Leadership & développement personnel

Never give up

Ce ne sont presque jamais les grands drames qui arrêtent une trajectoire, mais l'accumulation de petits empêchements que l'on finit par ne plus franchir. Reprendre l'essai est une discipline, pas un élan.

Never give up
Leadership & développement personnel · Jean Moïse NDOH

On imagine que les vies s'arrêtent sur des catastrophes. Elles s'arrêtent bien plus souvent sur des détails.

"Don't let life's little obstacles keep you from trying."

Ne laissez pas les petits obstacles de la vie vous empêcher d'essayer. La phrase paraît banale. Elle désigne pourtant le mécanisme le plus efficace d'abandon que je connaisse, et le plus discret.

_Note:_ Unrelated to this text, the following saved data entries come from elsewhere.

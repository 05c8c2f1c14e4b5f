//! Dynamic values passed through facades and stored as attributes.
//!
//! - [`Value`] - the dynamically typed value itself
//! - [`FromValue`] - extraction of a Rust type out of a [`Value`]
//! - [`IntoReturn`] - conversion of a method body's output into a call result

use crate::error::{BoxError, ValueError};
use std::{collections::BTreeMap, fmt};

/// A dynamically typed value.
#[derive(Debug, Clone, PartialEq, Default)]
pub enum Value {
    /// The absent value.
    #[default]
    None,
    /// A boolean.
    Bool(bool),
    /// A signed integer.
    Int(i64),
    /// A floating point number.
    Float(f64),
    /// A string.
    Str(String),
    /// An ordered sequence of values.
    List(Vec<Value>),
    /// A mapping from string keys to values, ordered by key.
    Map(BTreeMap<String, Value>),
}

impl Value {
    /// The name of this value's type, as used in error messages.
    pub fn type_name(&self) -> &'static str {
        match self {
            Value::None => "none",
            Value::Bool(_) => "bool",
            Value::Int(_) => "int",
            Value::Float(_) => "float",
            Value::Str(_) => "str",
            Value::List(_) => "list",
            Value::Map(_) => "map",
        }
    }

    /// Returns `true` for [`Value::None`].
    pub fn is_none(&self) -> bool {
        matches!(self, Value::None)
    }

    /// Borrow the string content, if this is a string.
    pub fn as_str(&self) -> Option<&str> {
        match self {
            Value::Str(s) => Some(s),
            _ => None,
        }
    }

    /// The integer content, if this is an integer.
    pub fn as_int(&self) -> Option<i64> {
        match self {
            Value::Int(i) => Some(*i),
            _ => None,
        }
    }

    fn mismatch(&self, expected: &'static str) -> ValueError {
        ValueError::Mismatch {
            expected,
            found: self.type_name(),
        }
    }
}

impl fmt::Display for Value {
    fn fmt(&self, f: &mut fmt::Formatter<'_>) -> fmt::Result {
        match self {
            Value::None => f.write_str("None"),
            Value::Bool(b) => write!(f, "{b}"),
            Value::Int(i) => write!(f, "{i}"),
            Value::Float(x) => write!(f, "{x:?}"),
            Value::Str(s) => write!(f, "{s:?}"),
            Value::List(items) => {
                f.write_str("[")?;
                for (i, item) in items.iter().enumerate() {
                    if i > 0 {
                        f.write_str(", ")?;
                    }
                    write!(f, "{item}")?;
                }
                f.write_str("]")
            }
            Value::Map(entries) => {
                f.write_str("{")?;
                for (i, (k, v)) in entries.iter().enumerate() {
                    if i > 0 {
                        f.write_str(", ")?;
                    }
                    write!(f, "{k:?}: {v}")?;
                }
                f.write_str("}")
            }
        }
    }
}

impl From<()> for Value {
    fn from(_: ()) -> Self {
        Value::None
    }
}

impl From<bool> for Value {
    fn from(b: bool) -> Self {
        Value::Bool(b)
    }
}

impl From<i32> for Value {
    fn from(i: i32) -> Self {
        Value::Int(i64::from(i))
    }
}

impl From<i64> for Value {
    fn from(i: i64) -> Self {
        Value::Int(i)
    }
}

impl From<f64> for Value {
    fn from(x: f64) -> Self {
        Value::Float(x)
    }
}

impl From<String> for Value {
    fn from(s: String) -> Self {
        Value::Str(s)
    }
}

impl From<&str> for Value {
    fn from(s: &str) -> Self {
        Value::Str(s.to_owned())
    }
}

impl<T: Into<Value>> From<Vec<T>> for Value {
    fn from(items: Vec<T>) -> Self {
        Value::List(items.into_iter().map(Into::into).collect())
    }
}

impl<T: Into<Value>> From<Option<T>> for Value {
    fn from(opt: Option<T>) -> Self {
        opt.map_or(Value::None, Into::into)
    }
}

impl From<BTreeMap<String, Value>> for Value {
    fn from(map: BTreeMap<String, Value>) -> Self {
        Value::Map(map)
    }
}

/// Extracts a Rust value out of a dynamic [`Value`].
///
/// Used by generated method bodies to turn bound arguments back into the
/// parameter types of the Rust method they wrap.
#[diagnostic::on_unimplemented(
    message = "`{Self}` cannot be extracted from a `Value`",
    label = "missing `FromValue` implementation",
    note = "Implement `FromValue` for `{Self}` to use it as a method parameter."
)]
pub trait FromValue: Sized {
    /// Perform the extraction.
    fn from_value(value: Value) -> Result<Self, ValueError>;
}

impl FromValue for Value {
    fn from_value(value: Value) -> Result<Self, ValueError> {
        Ok(value)
    }
}

impl FromValue for bool {
    fn from_value(value: Value) -> Result<Self, ValueError> {
        match value {
            Value::Bool(b) => Ok(b),
            other => Err(other.mismatch("bool")),
        }
    }
}

impl FromValue for i64 {
    fn from_value(value: Value) -> Result<Self, ValueError> {
        match value {
            Value::Int(i) => Ok(i),
            other => Err(other.mismatch("int")),
        }
    }
}

impl FromValue for i32 {
    fn from_value(value: Value) -> Result<Self, ValueError> {
        match value {
            Value::Int(i) => i32::try_from(i).map_err(|_| ValueError::Mismatch {
                expected: "i32",
                found: "int",
            }),
            other => Err(other.mismatch("int")),
        }
    }
}

impl FromValue for f64 {
    fn from_value(value: Value) -> Result<Self, ValueError> {
        match value {
            Value::Float(x) => Ok(x),
            Value::Int(i) => Ok(i as f64),
            other => Err(other.mismatch("float")),
        }
    }
}

impl FromValue for String {
    fn from_value(value: Value) -> Result<Self, ValueError> {
        match value {
            Value::Str(s) => Ok(s),
            other => Err(other.mismatch("str")),
        }
    }
}

impl<T: FromValue> FromValue for Option<T> {
    fn from_value(value: Value) -> Result<Self, ValueError> {
        match value {
            Value::None => Ok(None),
            other => T::from_value(other).map(Some),
        }
    }
}

impl<T: FromValue> FromValue for Vec<T> {
    fn from_value(value: Value) -> Result<Self, ValueError> {
        match value {
            Value::List(items) => items.into_iter().map(T::from_value).collect(),
            other => Err(other.mismatch("list")),
        }
    }
}

impl FromValue for BTreeMap<String, Value> {
    fn from_value(value: Value) -> Result<Self, ValueError> {
        match value {
            Value::Map(map) => Ok(map),
            other => Err(other.mismatch("map")),
        }
    }
}

/// Trait for converting a method body's output into a call result.
///
/// # Default Implementations
///
/// - `()` → [`Value::None`]
/// - scalars, strings, [`Value`] → the corresponding value
/// - `Option<T>` → `None` or the inner conversion
/// - `Result<T, E>` → delegates to inner `T` or propagates the error
#[diagnostic::on_unimplemented(
    message = "`{Self}` is not an `IntoReturn`",
    label = "missing `IntoReturn` implementation",
    note = "Method bodies must return a type implementing `IntoReturn`."
)]
pub trait IntoReturn {
    /// Convert the output into a value or an error.
    fn into_return(self) -> Result<Value, BoxError>;
}

impl IntoReturn for Value {
    fn into_return(self) -> Result<Value, BoxError> {
        Ok(self)
    }
}

impl IntoReturn for () {
    fn into_return(self) -> Result<Value, BoxError> {
        Ok(Value::None)
    }
}

impl IntoReturn for bool {
    fn into_return(self) -> Result<Value, BoxError> {
        Ok(Value::Bool(self))
    }
}

impl IntoReturn for i64 {
    fn into_return(self) -> Result<Value, BoxError> {
        Ok(Value::Int(self))
    }
}

impl IntoReturn for i32 {
    fn into_return(self) -> Result<Value, BoxError> {
        Ok(Value::from(self))
    }
}

impl IntoReturn for usize {
    fn into_return(self) -> Result<Value, BoxError> {
        Ok(Value::Int(i64::try_from(self)?))
    }
}

impl IntoReturn for f64 {
    fn into_return(self) -> Result<Value, BoxError> {
        Ok(Value::Float(self))
    }
}

impl IntoReturn for String {
    fn into_return(self) -> Result<Value, BoxError> {
        Ok(Value::Str(self))
    }
}

impl IntoReturn for &'static str {
    fn into_return(self) -> Result<Value, BoxError> {
        Ok(Value::from(self))
    }
}

impl<T: Into<Value>> IntoReturn for Vec<T> {
    fn into_return(self) -> Result<Value, BoxError> {
        Ok(Value::from(self))
    }
}

impl<T: IntoReturn> IntoReturn for Option<T> {
    fn into_return(self) -> Result<Value, BoxError> {
        match self {
            Some(t) => t.into_return(),
            None => Ok(Value::None),
        }
    }
}

impl<T, E> IntoReturn for Result<T, E>
where
    T: IntoReturn,
    E: std::error::Error + Send + Sync + 'static,
{
    fn into_return(self) -> Result<Value, BoxError> {
        match self {
            Ok(t) => t.into_return(),
            Err(e) => Err(Box::new(e)),
        }
    }
}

Les petits obstacles sont les plus efficaces

Un grand échec se raconte, se digère, se transforme parfois en récit utile. Le petit obstacle, lui, ne se raconte pas. Un dossier incomplet, un courrier sans réponse, une inscription au mauvais moment, une journée trop chargée pour appeler. Chacun de ces éléments est parfaitement raisonnable pris isolément. Additionnés sur deux ans, ils produisent exactement le même résultat qu'un renoncement assumé, sans jamais avoir exigé de décision. C'est là leur force : ils n'obligent à rien, ils suffisent à tout empêcher. Personne ne se souvient d'avoir abandonné, chacun se souvient d'avoir manqué de temps.

L'usure plutôt que l'échec

Ce qui arrête les gens compétents n'est presque jamais l'incapacité. C'est la fatigue accumulée de recommencer une démarche déjà tentée. La deuxième candidature coûte plus cher que la première, non par difficulté technique, mais parce qu'il faut de nouveau accepter l'incertitude. J'ai vu des ingénieurs très solides ne jamais demander la responsabilité qu'ils méritaient, non par manque de valeur, mais parce qu'un premier refus mal expliqué avait rendu la seconde tentative trop coûteuse intérieurement.

Ce que la conduite de projet apprend sur la reprise

Les projets complexes offrent une leçon transposable. Aucun d'entre eux ne se déroule comme prévu, et personne ne les arrête au premier écart. On mesure l'écart, on en cherche la cause, on ajuste la prévision, on repart. Le réflexe professionnel consiste à traiter la difficulté comme une donnée, non comme un verdict. Appliqué à une trajectoire personnelle, ce réflexe change tout : une tentative manquée devient une information sur la méthode, et non une information sur la personne. Cette distinction paraît mince ; elle décide pourtant de la capacité à recommencer une troisième fois.

Réduire la taille de la tentative

Quand l'énergie manque, la solution n'est pas d'en réclamer davantage, mais de diminuer la marche à franchir. Un essai doit rester assez petit pour être tenté un jour ordinaire, après une journée pleine. Écrire une page plutôt qu'un chapitre. Envoyer un message plutôt que préparer un dossier complet. Poser une seule question au lieu de préparer un exposé. La constance naît rarement de la volonté ; elle naît de la taille raisonnable de l'effort demandé.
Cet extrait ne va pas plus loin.